The Ca²⁺/Mn²⁺ transport ATPases 1a and 2 (SPCA1a/2) are closely related to the sarco(endo)plasmic reticulum Ca²⁺-ATPase (SERCA) and are implicated in breast Cancer and Hailey-Hailey skin disease. Here, we purified the human SPCA1a/2 isoforms from a yeast recombinant expression system and compared their biochemical properties after reconstitution. We observed that the purified SPCA1a displays a lower Ca²⁺ affinity and slightly lower Mn²⁺ affinity than SPCA2. Remarkably, the turnover rates of SPCA1a in the presence of Mn²⁺ and SPCA2 incubated with Ca²⁺ and Mn²⁺ were comparable, whereas the turnover rate of SPCA1a in Ca²⁺ was 2-fold higher. Moreover, we noted an unusual biphasic activation curve for the SPCA1a ATPase and autophosphorylation activity, not observed with SPCA2. We also found that the biphasic pattern and low apparent ion affinity of SPCA1a critically depends on ATP concentration. We further show that the specific properties of SPCA1a at least partially depend on an N-terminal EF-hand-like motif, which is present only in the SPCA1a isoform and absent in SPCA2. This motif binds Ca²⁺, and its mutation lowered the Ca²⁺ turnover rate relative to that of Mn²⁺, increased substrate affinity, and reduced the level of biphasic activation of SPCA1a. A biochemical analysis indicated that Ca²⁺ binding to the N-terminal EF-hand-like motif promotes the activity of SPCA1a by facilitating autophosphorylation.
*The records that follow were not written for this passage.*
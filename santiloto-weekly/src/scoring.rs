use chrono::NaiveDate;
use santiloto_db::models::{Conditions, Game};

use crate::atmosphere::{Tolerances, absolute_humidity};
use crate::error::WeeklyError;
use crate::forecast::ForecastMap;
use crate::lunar::{PhaseSource, phase_bin};

/// `exp(-(delta/tol)^2)`; 0 si la tolerancia no es positiva.
pub fn gauss_score(delta: f64, tol: f64) -> f64 {
    if tol <= 0.0 {
        return 0.0;
    }
    let z = delta / tol;
    (-(z * z)).exp()
}

/// Condiciones previstas para un sorteo futuro.
#[derive(Debug, Clone, Copy, PartialEq)]
pub struct TargetContext {
    pub date: NaiveDate,
    pub temp_c: f64,
    pub rh_pct: f64,
    pub abs_humidity: f64,
    pub moon_bin: u8,
}

impl TargetContext {
    /// Contexto de `date` a partir de la previsión de la ciudad. Es un error
    /// que el día falte en el mapa o no tenga media de temperatura o humedad.
    pub fn from_forecast(
        game: Game,
        date: NaiveDate,
        forecast: &ForecastMap,
        phase: &dyn PhaseSource,
    ) -> Result<Self, WeeklyError> {
        let day = forecast.get(&date);
        let (temp_c, rh_pct) = match day.and_then(|d| d.temp_mean_c.zip(d.rh_mean_pct)) {
            Some(means) => means,
            None => return Err(WeeklyError::MissingForecastContext { game, date }),
        };
        Ok(Self {
            date,
            temp_c,
            rh_pct,
            abs_humidity: absolute_humidity(temp_c, rh_pct)?,
            moon_bin: phase_bin(phase.phase_value(date)),
        })
    }

    pub fn tolerances(&self, frac: f64) -> Tolerances {
        Tolerances::for_target(self.temp_c, self.rh_pct, self.abs_humidity, frac)
    }

    /// Similitud conjunta de un día histórico. `None` si el bin lunar no
    /// coincide o el producto se queda en cero.
    pub fn joint_score(&self, conditions: &Conditions, tol: &Tolerances) -> Option<f64> {
        if phase_bin(conditions.moon_value) != self.moon_bin {
            return None;
        }
        let score = gauss_score(conditions.temp_c - self.temp_c, tol.temp)
            * gauss_score(conditions.rh_pct - self.rh_pct, tol.rh)
            * gauss_score(conditions.abs_humidity - self.abs_humidity, tol.ah);
        (score > 0.0).then_some(score)
    }
}

#[cfg(test)]
mod tests {
    use super::*;
    use crate::forecast::{DailyForecast, forecast_map};
    use crate::testutil::FixedPhase;

    fn context(moon_bin: u8) -> TargetContext {
        TargetContext {
            date: NaiveDate::from_ymd_opt(2026, 2, 9).unwrap(),
            temp_c: 20.0,
            rh_pct: 50.0,
            abs_humidity: 8.0,
            moon_bin,
        }
    }

    fn conditions(temp_c: f64, moon_value: f64) -> Conditions {
        Conditions { temp_c, rh_pct: 50.0, abs_humidity: 8.0, moon_value }
    }

    #[test]
    fn test_gauss_score_peak() {
        for tol in [0.1, 1.0, 5.0, 100.0] {
            assert!((gauss_score(0.0, tol) - 1.0).abs() < 1e-12);
        }
    }

    #[test]
    fn test_gauss_score_decreasing() {
        let mut previous = gauss_score(0.0, 2.0);
        for i in 1..50 {
            let s = gauss_score(i as f64 * 0.1, 2.0);
            assert!(s < previous);
            assert!((s - gauss_score(-(i as f64) * 0.1, 2.0)).abs() < 1e-15);
            previous = s;
        }
    }

    #[test]
    fn test_gauss_score_zero_tolerance() {
        assert_eq!(gauss_score(0.0, 0.0), 0.0);
        assert_eq!(gauss_score(3.0, 0.0), 0.0);
        assert_eq!(gauss_score(3.0, -1.0), 0.0);
    }

    #[test]
    fn test_joint_score_identical_day() {
        let ctx = context(2);
        let tol = ctx.tolerances(0.10);
        let score = ctx.joint_score(&conditions(20.0, 8.0), &tol).unwrap();
        assert!((score - 1.0).abs() < 1e-12);
    }

    #[test]
    fn test_joint_score_lunar_filter() {
        let ctx = context(2);
        let tol = ctx.tolerances(0.10);
        assert!(ctx.joint_score(&conditions(20.0, 3.4), &tol).is_none());
        assert!(ctx.joint_score(&conditions(20.0, 10.5), &tol).is_none());
    }

    #[test]
    fn test_joint_score_product() {
        let ctx = context(0);
        let tol = ctx.tolerances(0.10);
        // Sólo difiere la temperatura: 2 °C de delta con tolerancia 2.0 → e^-1.
        let score = ctx.joint_score(&conditions(22.0, 1.0), &tol).unwrap();
        assert!((score - (-1.0f64).exp()).abs() < 1e-12);
    }

    #[test]
    fn test_joint_score_underflow_skipped() {
        let ctx = context(0);
        let tol = ctx.tolerances(0.10);
        assert!(ctx.joint_score(&conditions(500.0, 1.0), &tol).is_none());
    }

    #[test]
    fn test_context_from_forecast() {
        let d = NaiveDate::from_ymd_opt(2026, 2, 9).unwrap();
        let map = forecast_map(vec![DailyForecast {
            date: d,
            temp_mean_c: Some(20.0),
            rh_mean_pct: Some(50.0),
            hours_sampled: 6,
        }]);
        let ctx = TargetContext::from_forecast(Game::Primitiva, d, &map, &FixedPhase(8.0)).unwrap();
        assert_eq!(ctx.moon_bin, 2);
        assert!((ctx.abs_humidity - 8.6375).abs() < 1e-3);
    }

    #[test]
    fn test_context_missing_day() {
        let d = NaiveDate::from_ymd_opt(2026, 2, 9).unwrap();
        let map = forecast_map(vec![DailyForecast {
            date: d,
            temp_mean_c: None,
            rh_mean_pct: Some(50.0),
            hours_sampled: 6,
        }]);
        let err = TargetContext::from_forecast(Game::Euromillones, d, &map, &FixedPhase(8.0)).unwrap_err();
        assert!(matches!(err, WeeklyError::MissingForecastContext { game: Game::Euromillones, .. }));

        let other = NaiveDate::from_ymd_opt(2026, 2, 10).unwrap();
        assert!(TargetContext::from_forecast(Game::Euromillones, other, &map, &FixedPhase(8.0)).is_err());
    }
}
We propose that this regulation may be physiologically relevant in cells with a high Ca²⁺ load, such as mammary gland cells during lactation, or in cells with a low ATP content, such as keratinocytes.

Golgi; Hailey–Hailey disease; breast cancer; calcium ATPase; calcium transport; ion homeostasis; manganese; membrane transporter reconstitution; protein purification; proteoliposomes.